Quantitation of signal transduction

STEFAN KRAUSS12 and MARTIN D. BRAND

Department of Biochemistry, University of Cambridge and MRC Dunn Human Nutrition Unit, Cambridge, U.K.

2Correspondence: Division of Endocrinology, Beth Israel Deaconess Medical Center and Harvard Medical School, 99 Brookline Ave., Boston, MA 02215, USA. E-mail: skrauss{at}caregroup.harvard.edu

Conventional qualitative approaches to signal transduction provide powerful ways to explore the architecture and function of signaling pathways. However, at the level of the complete system, they do not fully depict the interactions between signaling and metabolic pathways and fail to give a manageable overview of the complexity that is often a feature of cellular signal transduction.

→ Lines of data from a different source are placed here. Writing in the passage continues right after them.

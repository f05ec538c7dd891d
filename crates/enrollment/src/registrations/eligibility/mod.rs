mod policy;
mod rules;

pub use policy::{IneligibleReason, Verdict};

pub(crate) use rules::placement;

use super::domain::{Exam, ExamRegistration, Student, Subject};

/// Decide whether `student` may register for `exam` right now.
///
/// `prior` must hold every registration of the student whose exam belongs to `subject`;
/// resolving them is the caller's job, this function performs no I/O. Gates run in a
/// fixed order and the first failure is reported.
pub fn evaluate(
    student: &Student,
    exam: &Exam,
    subject: &Subject,
    prior: &[ExamRegistration],
) -> Verdict {
    match rules::placement(student, subject).and_then(|()| rules::history(exam, prior)) {
        Ok(()) => Verdict::Eligible,
        Err(reason) => Verdict::Ineligible(reason),
    }
}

Here, we introduce a quantitative experimental approach to signal transduction that helps to overcome these difficulties. We present a quantitative analysis of signal transduction during early mitogen stimulation of lymphocytes, with steady-state respiration rate as a convenient marker of metabolic stimulation. First, by inhibiting various key signaling pathways, we measure their relative importance in regulating respiration. About 80% of the input signal is conveyed via identifiable routes: 50% through pathways sensitive to inhibitors of protein kinase C and MAP kinase and 30% through pathways sensitive to an inhibitor of calcineurin. Second, we quantify how each of these pathways differentially stimulates functional units of reactions that produce and consume a key intermediate in respiration: the mitochondrial membrane potential. Both the PKC and calcineurin routes stimulate consumption more strongly than production, whereas the unidentified signaling routes stimulate production more than consumption, leading to no change in membrane potential despite increased respiration rate. The approach allows a quantitative description of the relative importance of signal transduction pathways and the routes by which they activate a specific cellular process. It should be widely applicable.—Krauss, S., and Brand, M. D. Quantitation of signal transduction.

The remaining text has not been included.